In need of a better method
Patients with chest pains are examined using a conventional 12-lead electrocardiogram (ECG), during which 10 electrodes on the patient’s limbs and chest measure the magnitude of the heart’s electrical potential from 12 different angles over a period of time. This test must be performed and interpreted by trained medical personnel in a hospital, creating a significant threshold for patients who experience discomfort as they do not want to go to the hospital without just cause. Furthermore, the diagnostic accuracy of the 12-lead ECG is not great, and additional measurements or a reference ECG from the same patient are required for an adequate diagnosis.
Dr. Gheeraert and his team have developed an easier, more reliable method for detecting transmural ischemia in patients with blocked coronary arteries. Their RELF technique reduces the number of leads to three. It compares the right shoulder (R) to an exploratory electrode (E), the left shoulder (L), and the left iliac crest (F). Dr. Gheeraert and his team have also developed an algorithm to process these signals and increase their sensitivity and specificity.
Promising proof of concept
Due to the inclusion of a new lead that is not part of the 12-lead ECG, and the algorithm that processes the data, the RELF method clearly outperforms the traditional method. In the original publication, the RELF method was much more sensitive (95% vs 65%) and more specific (94% vs 85%) than a 12-lead ECG. Furthermore, the new method identified the occluded region of the vessel correctly in 26 of 27 cases. The measurements not only vastly improve the accuracy, but they are also much easier to perform.

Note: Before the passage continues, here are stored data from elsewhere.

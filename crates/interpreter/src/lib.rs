//! Event interpretation: one raw feed message in, one typed `Event` out.

use tracing::{debug, trace};

use cf_core::{Event, EventKind, StageId};

pub mod message;
pub mod process;

pub use message::FeedMessage;

use process::StatusClass;

/// Turns raw feed text into events. Implementations must not fail; a message that cannot be
/// classified yields `EventKind::Unrecognized`.
pub trait Interpreter {
    fn interpret(&self, raw: &str) -> Event;
}

impl<F> Interpreter for F
where
    F: Fn(&str) -> Event,
{
    fn interpret(&self, raw: &str) -> Event {
        self(raw)
    }
}

pub type Classification = (EventKind, Option<StageId>);
pub type Rule = fn(&FeedMessage) -> Option<Classification>;

const PER_LINE_COMPLETIONS: &[&str] = &[
    "batch_completed_anode_line",
    "batch_completed_cathode_line",
    "batch_completed_cell_line",
];

const PLANT_FINISHED_PHRASES: &[&str] = &["aging_completed", "battery manufacturing finished"];

/// Ordered rule table; the first rule that matches classifies the message.
pub struct FeedInterpreter {
    rules: Vec<(&'static str, Rule)>,
}

impl Default for FeedInterpreter {
    fn default() -> Self {
        Self::standard()
    }
}

impl FeedInterpreter {
    pub fn standard() -> Self {
        Self {
            rules: vec![
                ("machine_turned_off", turned_off as Rule),
                ("batch_requested", batch_requested as Rule),
                ("batch_completed", batch_completed as Rule),
                ("aging_completed", aging_completed as Rule),
                ("status_line", status_line as Rule),
            ],
        }
    }

    pub fn rule_names(&self) -> impl Iterator<Item = &'static str> + '_ {
        self.rules.iter().map(|(name, _)| *name)
    }

    /// Classifies a normalized message, returning the name of the rule that matched.
    pub fn classify(&self, message: &FeedMessage) -> Option<(&'static str, Classification)> {
        self.rules
            .iter()
            .find_map(|(name, rule)| rule(message).map(|class| (*name, class)))
    }
}

impl Interpreter for FeedInterpreter {
    fn interpret(&self, raw: &str) -> Event {
        let message = FeedMessage::normalize(raw);
        match self.classify(&message) {
            Some((rule, (kind, machine))) => {
                trace!(
                    rule,
                    ?kind,
                    ?machine,
                    batch = ?message.batch_id,
                    sent_at = ?message.timestamp,
                    "classified feed message"
                );
                Event::new(kind, machine, message.batch_id)
            }
            None => {
                debug!(text = %message.text, "dropping unrecognized feed message");
                Event::unrecognized()
            }
        }
    }
}

fn turned_off(message: &FeedMessage) -> Option<Classification> {
    if !message.contains("machine_turned_off") {
        return None;
    }
    let stage = process::find_in(&message.lowered)?;
    Some((EventKind::TurnedOff, Some(stage)))
}

fn batch_requested(message: &FeedMessage) -> Option<Classification> {
    (message.contains("batch_requested") || message.contains("batch_started_processing"))
        .then_some((EventKind::BatchRequested, None))
}

fn batch_completed(message: &FeedMessage) -> Option<Classification> {
    let whole_batch = message.contains("batch_completed")
        && !PER_LINE_COMPLETIONS.iter().any(|variant| message.contains(variant));
    whole_batch.then_some((EventKind::BatchCompleted, None))
}

fn aging_completed(message: &FeedMessage) -> Option<Classification> {
    PLANT_FINISHED_PHRASES
        .iter()
        .any(|phrase| message.contains(phrase))
        .then_some((EventKind::AgingCompleted, None))
}

fn status_line(message: &FeedMessage) -> Option<Classification> {
    let line = message.status_line()?;
    let stage = process::resolve(line.process)?;
    let kind = match process::classify_status(line.status)? {
        StatusClass::Completion => EventKind::Idle,
        StatusClass::Running => EventKind::Started,
    };
    Some((kind, Some(stage)))
}

#[cfg(test)]
mod tests {
    use super::*;

    fn interpret(raw: &str) -> Event {
        FeedInterpreter::standard().interpret(raw)
    }

    #[test]
    fn turned_off_with_batch() {
        let event = interpret("(Batch 7) mixing_anode: machine_turned_off");
        assert_eq!(event.kind, EventKind::TurnedOff);
        assert_eq!(event.machine, Some(StageId::AnodeMixing));
        assert_eq!(event.batch_id.as_deref(), Some("7"));
    }

    #[test]
    fn turned_off_without_known_process_falls_through() {
        let event = interpret("(Batch 7) polishing: machine_turned_off");
        assert_eq!(event, Event::unrecognized());
    }

    #[test]
    fn batch_requested_and_started_processing() {
        let requested = interpret("(Batch 3) batch_requested");
        assert_eq!(requested.kind, EventKind::BatchRequested);
        assert_eq!(requested.batch_id.as_deref(), Some("3"));
        assert_eq!(requested.machine, None);

        let started = interpret("plant_simulation: batch_started_processing (Batch 4)");
        assert_eq!(started.kind, EventKind::BatchRequested);
        assert_eq!(started.batch_id.as_deref(), Some("4"));
    }

    #[test]
    fn per_line_completion_is_not_batch_completion() {
        for raw in [
            "(Batch 3) batch_completed_anode_line",
            "(Batch 3) batch_completed_cathode_line",
            "(Batch 3) batch_completed_cell_line",
        ] {
            assert_ne!(interpret(raw).kind, EventKind::BatchCompleted, "{raw}");
        }
        assert_eq!(interpret("(Batch 3) batch_completed").kind, EventKind::BatchCompleted);
    }

    #[test]
    fn plant_finished_phrases() {
        assert_eq!(interpret("aging_completed").kind, EventKind::AgingCompleted);
        assert_eq!(
            interpret("Battery manufacturing finished!").kind,
            EventKind::AgingCompleted
        );
    }

    #[test]
    fn turned_off_outranks_other_substrings() {
        let event = interpret("(Batch 1) aging_cell: machine_turned_off after batch_requested");
        assert_eq!(event.kind, EventKind::TurnedOff);
        assert_eq!(event.machine, Some(StageId::Aging));
    }

    #[test]
    fn legacy_status_lines() {
        let idle = interpret("[10:00:00] (Batch 2) coating_anode: idle - machine turned off");
        assert_eq!(idle.kind, EventKind::Idle);
        assert_eq!(idle.machine, Some(StageId::AnodeCoating));
        assert_eq!(idle.batch_id.as_deref(), Some("2"));

        let running = interpret("Cathode Drying: running - warming");
        assert_eq!(running.kind, EventKind::Started);
        assert_eq!(running.machine, Some(StageId::CathodeDrying));
        assert_eq!(running.batch_id, None);

        assert_eq!(interpret("coating_anode: data_generated - 42").kind, EventKind::Unrecognized);
    }

    #[test]
    fn json_envelopes() {
        let off = interpret(
            r#"{"process_name":"inspection_cathode","status":"idle","data":{"batch_id":5}}"#,
        );
        assert_eq!(off.kind, EventKind::Idle);
        assert_eq!(off.machine, Some(StageId::CathodeInspection));
        assert_eq!(off.batch_id.as_deref(), Some("5"));

        let done = interpret(
            r#"{"process_name":"plant_simulation","status":"batch_completed","data":{"batch_id":5}}"#,
        );
        assert_eq!(done.kind, EventKind::BatchCompleted);
        assert_eq!(done.batch_id.as_deref(), Some("5"));
    }

    #[test]
    fn garbage_is_unrecognized_without_fields() {
        for raw in ["", "   ", "\u{1f4a5}", "{\"status\": 3}", "(Batch 9) lorem ipsum"] {
            assert_eq!(interpret(raw), Event::unrecognized(), "{raw:?}");
        }
    }

    #[test]
    fn closures_are_interpreters() {
        let fixed = |_: &str| Event::new(EventKind::BatchRequested, None, Some("1".into()));
        assert_eq!(fixed.interpret("anything").kind, EventKind::BatchRequested);
    }

    #[test]
    fn rule_order_is_stable() {
        let names: Vec<_> = FeedInterpreter::standard().rule_names().collect();
        assert_eq!(
            names,
            ["machine_turned_off", "batch_requested", "batch_completed", "aging_completed", "status_line"]
        );
    }
}
//! Core types for Cellflow: stages, the stage graph, feed events and machine statuses.

use serde::{Deserialize, Serialize};

pub type BatchId = String;
pub type TsMs = u64;

/// Per-batch state of one stage. A stage missing from a batch map is "ready".
#[derive(Debug, Clone, Copy, Serialize, Deserialize, PartialEq, Eq, Hash)]
#[serde(rename_all = "lowercase")]
pub enum MachineStatus {
    Running,
    Idle,
    Completed,
}

impl MachineStatus {
    /// Render dominance when several batches disagree: running beats idle beats completed.
    pub fn rank(self) -> u8 {
        match self {
            MachineStatus::Running => 2,
            MachineStatus::Idle => 1,
            MachineStatus::Completed => 0,
        }
    }

    pub fn dominant(self, other: MachineStatus) -> MachineStatus {
        if other.rank() > self.rank() {
            other
        } else {
            self
        }
    }
}

#[derive(thiserror::Error, Debug)]
pub enum CoreError {
    #[error("serialization error: {0}")]
    Serde(#[from] serde_json::Error),
    #[error("unknown stage `{0}`")]
    UnknownStage(String),
}

pub mod event;
pub mod graph;
pub mod stage;

pub use event::{Event, EventKind};
pub use graph::{EdgeId, StageGraph};
pub use stage::{Line, Stage, StageId};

In addition, the researchers have developed a Mini RELF device. It is a small, autonomic tool capable of capturing three-lead ECG signals and uploading them in real time via Bluetooth to a laptop, tablet, or smartphone. Such a device could be operated by patients after minimal training.
Combining these results with a questionnaire for life-threatening symptoms may allow the classification of patients into three levels of medical urgency: red, orange, or green. Patients who receive a red light should seek treatment immediately, patients in the orange category should follow up with repeated measurements and seek help within 2 hours, and patients with a green light should seek help within 12 hours.
Clinical validation is underway
The Mini RELF device is undergoing multi-center clinical validations, which are scheduled to end in 2018. This year, Ghent University led two phase II trials. The RELF IIa trial evaluated the accuracy of the device relative to the 12-lead ECG when the device was self-applied on a daily basis by patients with coronary artery disease. In the parallel RELF IIb study, investigators evaluated the specificity of the RELF method when self-applied by healthy subjects who represented future users of the device.
When the clinical validation is concluded successfully, the device can be implemented in medical practice. However, the design will be further refined. A single lead design that performs sequential measurements would be even easier to operate. Once this is achieved, one can envision doing the same with a smartphone instead of a dedicated device, making the RELF method available to anyone, which will save even more lives.